Genotype by Environment Interaction and Grain Yield Stability Analysis of Medium Set Soybean (Glycine max (L.) Merrill) Genotypes in Parts of Western Oromia
Received: 02-Oct-2023 / Manuscript No. acst-23-117432 / Editor assigned: 05-Oct-2023 / PreQC No. acst-23-117432 / Reviewed: 19-Nov-2023 / QC No. acst-23-117432 / Revised: 23-Nov-2023 / Manuscript No. acst-23-117432 / Published Date: 30-Oct-2023
Abstract
The present study was aimed to identify and release stable, high yielding and medium maturing soybean varieties with better agronomic performance in parts of western Oromia. To this end, 13 soybean genotypes including the standard check, Billo, were evaluated at three locations (Bako, Uke and Billo) for two consecutive main cropping seasons (2020- 2021). The experiment was laid down in Randomized Complete Block Design in three replications. Additive Main Effect and Multiplicative Interaction (AMMI), Genotype, and Genotype by environment (GGE) interaction biplot and regression analysis were computed to identify stable genotypes across environments. The environment, genotype and genotype by environment interaction (GEI) effects were highly significant (p<0.001) based on combined analysis of variance and additive main and multiplication interaction (AMMI) models. The three models revealed similar result in that G7, G1 and G5 were stable and widely adapted genotypes. However, the genotypes G9, G10 and G12 had adapted low yielding environments. Hence, G7 followed by G1 was relatively stable and high yielding genotypes thus those genotypes were identified as candidate genotypes and recommended for further evaluation under variety verification trail at parts of western Oromia.
Keywords
AMMI; GGE biplot; Regression; Stability
Introduction
Soybean (Glycine max (L.) Merrill) is an important legume as good sources of inexpensive protein (40 %) and vegetable oil (26 %) worldwide (Pratap et al., 2012). It can be used directly for food in the household, or processed for soy-milk, cooking oil and a range of other products, including infant weaning food. The poultry industry also uses soybean for feed production. Soybean grain often has a good market demand. The crop residues are also rich in protein and are good feed for livestock or form a good basis for compost manure. The largest global oilseed crop production goes to soybean (53%), followed by rapeseed (15%), cottonseed (10%) and peanut (9%) (Pratap et al., 2012) [1].

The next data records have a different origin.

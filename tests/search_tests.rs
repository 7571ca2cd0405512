use word_chain::{find_chain, is_convertible, CaseFolding, ChainSearch, Progress};

const SMALL_DICT: &[&str] = &[
    "КОТ", "ТОН", "РОТ", "ТОТ", "НОС", "ТОМ", "ТОР", "УХО", "ШОК", "ШОВ", "ШИП", "ШОП", "ТОП", "ШИК",
];

fn chain(words: &[&str]) -> Vec<String> {
    words.iter().map(|w| w.to_string()).collect()
}

fn assert_valid_chain(result: &[String], from: &str, to: &str) {
    assert_eq!(result.first().map(String::as_str), Some(from));
    assert_eq!(result.last().map(String::as_str), Some(to));
    for pair in result.windows(2) {
        assert!(is_convertible(&pair[0], &pair[1]), "{} -> {}", pair[0], pair[1]);
    }
}

#[test]
fn test_chain_from_description() {
    let dict = ["КОТ", "ТОН", "НОТА", "КОТЫ", "РОТ", "РОТА", "ТОТ"];
    let result = find_chain("КОТ", "ТОН", dict);
    assert_eq!(result, chain(&["КОТ", "ТОТ", "ТОН"]));
}

#[test]
fn test_unreachable_target() {
    let result = find_chain("КОТ", "УХО", SMALL_DICT.iter().copied());
    assert!(result.is_empty());
}

#[test]
fn test_long_chain() {
    let result = find_chain("КОТ", "ШИК", SMALL_DICT.iter().copied());
    assert_eq!(result, chain(&["КОТ", "ТОТ", "ТОП", "ШОП", "ШОК", "ШИК"]));
    assert_valid_chain(&result, "КОТ", "ШИК");
}

#[test]
fn test_blank_entry_is_eliminated() {
    let dict = ["КОТ", "УХО", "КОЛ", "", "ОКО"];
    let result = find_chain("КОТ", "УХО", dict);
    assert!(result.is_empty());
}

#[test]
fn test_adjacent_endpoints_skip_search() {
    let empty: [&str; 0] = [];
    assert_eq!(find_chain("COLD", "CORD", empty), chain(&["COLD", "CORD"]));
}

#[test]
fn test_identity_duplicates_word() {
    let empty: [&str; 0] = [];
    assert_eq!(find_chain("КОТ", "КОТ", empty), chain(&["КОТ", "КОТ"]));
    assert_eq!(
        find_chain("КОТ", "КОТ", SMALL_DICT.iter().copied()),
        chain(&["КОТ", "КОТ"])
    );
}

#[test]
fn test_lowercase_input_is_normalized() {
    let dict: Vec<String> = SMALL_DICT.iter().map(|w| w.to_lowercase()).collect();
    let result = find_chain("кот", "шик", dict);
    assert_eq!(result, chain(&["КОТ", "ТОТ", "ТОП", "ШОП", "ШОК", "ШИК"]));
}

#[test]
fn test_ties_broken_by_scan_order() {
    // COLD-CORD-WORD-WARD and COLD-WOLD-WORD-WARD are both shortest
    let result = find_chain("COLD", "WARD", ["CORD", "WOLD", "WORD", "WARD"]);
    assert_eq!(result, chain(&["COLD", "CORD", "WORD", "WARD"]));

    let result = find_chain("COLD", "WARD", ["WOLD", "CORD", "WORD", "WARD"]);
    assert_eq!(result, chain(&["COLD", "WOLD", "WORD", "WARD"]));
}

#[test]
fn test_duplicates_in_dictionary() {
    let dict = ["CORD", "CORD", "COLD", "WARM", "CARD", "CARD", "WARD", "WARD"];
    let result = find_chain("COLD", "WARM", dict);
    assert_eq!(result, chain(&["COLD", "CORD", "CARD", "WARD", "WARM"]));
}

#[test]
fn test_endpoints_of_different_length() {
    let dict = ["CAT", "CATS", "BATS"];
    assert!(find_chain("CAT", "BATS", dict).is_empty());
}

#[test]
fn test_first_step_partitions_dictionary() {
    let mut search = ChainSearch::new("КОТ", "ШИК", SMALL_DICT.iter().copied(), CaseFolding::Unicode);

    assert_eq!(search.step(), Progress::Continue);
    search.check_invariants().unwrap();

    assert!(search.is_classified());
    assert_eq!(search.cursor(), Some(0));
    assert_eq!(search.discovered(), &["РОТ".to_string(), "ТОТ".to_string()]);
    assert_eq!(search.eliminated(), &["ШИК".to_string(), "КОТ".to_string()]);
    assert_eq!(search.undecided().len(), 10);
    assert_eq!(search.current_word(), "РОТ");
}

#[test]
fn test_invariants_hold_after_every_step() {
    let mut search = ChainSearch::new("КОТ", "ШИК", SMALL_DICT.iter().copied(), CaseFolding::Unicode);
    search.check_invariants().unwrap();

    let mut steps = 0;
    let result = loop {
        let progress = search.step();
        search.check_invariants().unwrap();
        steps += 1;
        match progress {
            Progress::Continue => assert!(steps <= SMALL_DICT.len()),
            Progress::Found(chain) => break chain,
            Progress::Exhausted => panic!("expected a chain"),
        }
    };

    assert_eq!(result.len(), 6);
    // finished searches keep reporting their outcome
    assert_eq!(search.step(), Progress::Found(result));
}

#[test]
fn test_exhaustion_visits_every_discovered_word() {
    let mut search = ChainSearch::new("КОТ", "УХО", SMALL_DICT.iter().copied(), CaseFolding::Unicode);
    let mut steps = 0;
    while search.step() == Progress::Continue {
        search.check_invariants().unwrap();
        steps += 1;
    }
    search.check_invariants().unwrap();

    assert_eq!(search.step(), Progress::Exhausted);
    assert_eq!(steps, search.discovered().len());
    assert_eq!(search.cursor(), Some(search.discovered().len()));
}

#[test]
fn test_display_marks_zones() {
    let dict = ["CORD", "CARD", "WARD", "WORD", "WORM", "WARM", "CORM", "WART"];
    let mut search = ChainSearch::new("COLD", "WARM", dict, CaseFolding::Unicode);

    assert_eq!(
        search.to_string(),
        "^,&CORD,CARD,WARD,WORD,WORM,WARM,CORM,WART,#"
    );

    assert_eq!(search.step(), Progress::Continue);
    assert_eq!(
        search.to_string(),
        "^CORD,&CARD,WARD,WORD,WORM,WART,CORM,#WARM"
    );
}

#[test]
fn test_run_matches_stepping() {
    let dict = ["CORD", "CARD", "WARD", "WORD", "WORM", "WARM", "CORM", "WART"];
    let mut search = ChainSearch::new("cold", "warm", dict, CaseFolding::Ascii);
    assert_eq!(search.from_word(), "COLD");
    assert_eq!(search.to_word(), "WARM");

    let result = search.run();
    assert_eq!(result, chain(&["COLD", "CORD", "CARD", "WARD", "WARM"]));
}
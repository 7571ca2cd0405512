//! Word-level primitives shared by the search engine.
//!
//! Words are compared as sequences of Unicode scalar values, so a Cyrillic
//! `КОТ` has length 3 even though it takes 6 bytes.

/// Rule used to bring endpoints and dictionary words to a canonical case.
///
/// Both rules are locale-independent, so the same input always produces the
/// same chain regardless of the host environment.
#[derive(Debug, Clone, Copy, PartialEq, Eq, Hash, Default)]
pub enum CaseFolding {
    /// Full Unicode upper-casing (`str::to_uppercase`).
    #[default]
    Unicode,
    /// Upper-case ASCII letters only; everything else is left untouched.
    Ascii,
}

impl CaseFolding {
    /// Return the folded form of `word`.
    pub fn fold(self, word: &str) -> String {
        match self {
            CaseFolding::Unicode => word.to_uppercase(),
            CaseFolding::Ascii => word.to_ascii_uppercase(),
        }
    }

    /// Fold `word` in place.
    ///
    /// ASCII folding never reallocates. Unicode folding only replaces the
    /// buffer when the word actually changes.
    pub fn fold_in_place(self, word: &mut String) {
        match self {
            CaseFolding::Ascii => word.make_ascii_uppercase(),
            CaseFolding::Unicode => {
                if word.chars().any(|c| c.to_uppercase().ne(std::iter::once(c))) {
                    *word = word.to_uppercase();
                }
            }
        }
    }

    /// Parse a rule name as accepted on the command line.
    pub fn parse(s: &str) -> Option<Self> {
        match s.to_ascii_lowercase().as_str() {
            "unicode" | "u" => Some(CaseFolding::Unicode),
            "ascii" | "a" => Some(CaseFolding::Ascii),
            _ => None,
        }
    }
}

/// Length of a word in Unicode scalar values.
pub fn word_len(word: &str) -> usize {
    word.chars().count()
}

/// Check whether `from` can become `to` by replacing exactly one character.
///
/// Words of different length are never convertible, and neither are equal
/// words: they differ in zero positions.
pub fn is_convertible(from: &str, to: &str) -> bool {
    if from.is_ascii() && to.is_ascii() {
        let (a, b) = (from.as_bytes(), to.as_bytes());
        if a.len() != b.len() {
            return false;
        }
        return a.iter().zip(b).filter(|(x, y)| x != y).take(2).count() == 1;
    }

    let mut a = from.chars();
    let mut b = to.chars();
    let mut diff_count = 0;
    loop {
        match (a.next(), b.next()) {
            (Some(x), Some(y)) => {
                if x != y {
                    diff_count += 1;
                    if diff_count > 1 {
                        return false;
                    }
                }
            }
            (None, None) => return diff_count == 1,
            _ => return false,
        }
    }
}
//! # Word Chain
//!
//! Finds a shortest word ladder between two words of equal length: every step
//! replaces exactly one character, and every intermediate word comes from a
//! dictionary.
//!
//! The search is a breadth-first search performed entirely inside a copy of
//! the dictionary array, partitioned into zones by swapping entries. See
//! [`search`] for the layout.

pub mod chainer;
pub mod io;
pub mod search;
pub mod word;

pub use chainer::WordChainer;
pub use io::LoadError;
pub use search::{ChainSearch, InvariantViolation, Progress};
pub use word::{is_convertible, CaseFolding};

/// Find a shortest chain from `from` to `to` through `dictionary`.
///
/// Words are upper-cased with [`CaseFolding::Unicode`]. Returns an empty
/// vector when no chain exists.
pub fn find_chain<I, S>(from: &str, to: &str, dictionary: I) -> Vec<String>
where
    I: IntoIterator<Item = S>,
    S: Into<String>,
{
    ChainSearch::new(from, to, dictionary, CaseFolding::Unicode).run()
}
//! File loaders and the chain presenter used by the command line tool.

use std::fs;
use std::io::{self, Write};
use std::path::{Path, PathBuf};

#[derive(Debug, thiserror::Error)]
pub enum LoadError {
    #[error("cannot read {}: {source}", .path.display())]
    Io {
        path: PathBuf,
        #[source]
        source: io::Error,
    },
    #[error("{}: line {line} must contain a word", .path.display())]
    MissingWord { path: PathBuf, line: usize },
    #[error("{}: line {line} must contain exactly two words", .path.display())]
    MalformedPair { path: PathBuf, line: usize },
}

fn read_text(path: &Path) -> Result<String, LoadError> {
    fs::read_to_string(path).map_err(|source| LoadError::Io {
        path: path.to_path_buf(),
        source,
    })
}

/// Read the start and target words from the first two lines of a file.
pub fn read_endpoints(path: impl AsRef<Path>) -> Result<(String, String), LoadError> {
    let path = path.as_ref();
    let text = read_text(path)?;
    let mut lines = text.lines().map(str::trim);

    let mut next_word = |line: usize| match lines.next() {
        Some(word) if !word.is_empty() => Ok(word.to_string()),
        _ => Err(LoadError::MissingWord {
            path: path.to_path_buf(),
            line,
        }),
    };

    let from = next_word(1)?;
    let to = next_word(2)?;
    Ok((from, to))
}

/// Read a dictionary, one candidate per line.
///
/// Blank lines are kept: the search discards them like any other word of the
/// wrong length.
pub fn read_dictionary(path: impl AsRef<Path>) -> Result<Vec<String>, LoadError> {
    let text = read_text(path.as_ref())?;
    Ok(text.lines().map(|line| line.trim().to_string()).collect())
}

/// Read `from to` query pairs, one per line. Blank lines are skipped.
pub fn read_pairs(path: impl AsRef<Path>) -> Result<Vec<(String, String)>, LoadError> {
    let path = path.as_ref();
    let text = read_text(path)?;

    let mut pairs = Vec::new();
    for (i, line) in text.lines().enumerate() {
        let parts: Vec<&str> = line.split_whitespace().collect();
        match parts.as_slice() {
            [] => continue,
            [from, to] => pairs.push((from.to_string(), to.to_string())),
            _ => {
                return Err(LoadError::MalformedPair {
                    path: path.to_path_buf(),
                    line: i + 1,
                })
            }
        }
    }
    Ok(pairs)
}

/// Write a chain one word per line. An empty chain writes nothing.
pub fn write_chain<W: Write>(out: &mut W, chain: &[String]) -> io::Result<()> {
    for word in chain {
        writeln!(out, "{}", word)?;
    }
    Ok(())
}
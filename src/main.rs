//! Word Chain CLI
//!
//! Reads the start and target words plus a dictionary from files and prints
//! the shortest chain, one word per line.

use std::error::Error;
use std::io::{self, BufWriter, Write};
use std::process;
use tracing_subscriber::EnvFilter;
use word_chain::io::{read_dictionary, read_endpoints, read_pairs, write_chain};
use word_chain::{CaseFolding, WordChainer};

const USAGE_TEXT: &str = include_str!("text/usage.txt");
const LOG_ENV: &str = "WORD_CHAIN_LOG";

fn init_logging() {
    let filter = EnvFilter::try_from_env(LOG_ENV).unwrap_or_else(|_| EnvFilter::new("warn"));
    tracing_subscriber::fmt()
        .with_env_filter(filter)
        .with_writer(io::stderr)
        .init();
}

fn print_usage() {
    println!("{}", USAGE_TEXT);
}

fn load_chainer(dict_path: &str, case_folding: CaseFolding) -> Result<WordChainer, Box<dyn Error>> {
    let words = read_dictionary(dict_path)?;
    tracing::info!(path = dict_path, words = words.len(), "loaded dictionary");

    let mut chainer = WordChainer::new(words);
    chainer.set_case_folding(case_folding);
    Ok(chainer)
}

fn run_single(inputs_path: &str, dict_path: &str, case_folding: CaseFolding) -> Result<(), Box<dyn Error>> {
    let (from, to) = read_endpoints(inputs_path)?;
    let chainer = load_chainer(dict_path, case_folding)?;

    let chain = chainer.find_chain(&from, &to);

    let stdout = io::stdout();
    let mut out = BufWriter::new(stdout.lock());
    write_chain(&mut out, &chain)?;
    out.flush()?;
    Ok(())
}

fn run_batch(pairs_path: &str, dict_path: &str, case_folding: CaseFolding) -> Result<(), Box<dyn Error>> {
    let pairs = read_pairs(pairs_path)?;
    let chainer = load_chainer(dict_path, case_folding)?;

    let start = std::time::Instant::now();
    let chains = chainer.find_chains(&pairs);
    tracing::info!(pairs = pairs.len(), elapsed = ?start.elapsed(), "batch solved");

    let stdout = io::stdout();
    let mut out = BufWriter::new(stdout.lock());
    for chain in &chains {
        write_chain(&mut out, chain)?;
        writeln!(out)?;
    }
    out.flush()?;
    Ok(())
}

fn main() {
    init_logging();

    let mut case_folding = CaseFolding::Unicode;
    let mut args: Vec<String> = std::env::args().skip(1).collect();
    args.retain(|arg| {
        if arg == "--ascii" {
            case_folding = CaseFolding::Ascii;
            false
        } else {
            true
        }
    });

    let result = match args.as_slice() {
        [flag] if flag == "--help" || flag == "-h" => {
            print_usage();
            return;
        }
        [flag, pairs, dict] if flag == "--batch" => run_batch(pairs, dict, case_folding),
        [inputs, dict] => run_single(inputs, dict, case_folding),
        _ => {
            print_usage();
            return;
        }
    };

    if let Err(err) = result {
        eprintln!("error: {}", err);
        process::exit(1);
    }
}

s It is used as food, nutritious animal feed and improves soil fertility through nitrogen fixation when used in crop rotation with cereal crops (Pratap et al., 2012). In the last five years soybean production in Ethiopia showed an increment, from 90,000 tons in 2015 to 126,000 tons in 2019 (FAO, 2019). The productivity of soybean in Ethiopia is 2.3 ton ha-1 and higher as compared to African average productivity (1.3ton ha-1), but below the world average (2.8 ton ha-1) in 2019 (FAO, 2019) [2].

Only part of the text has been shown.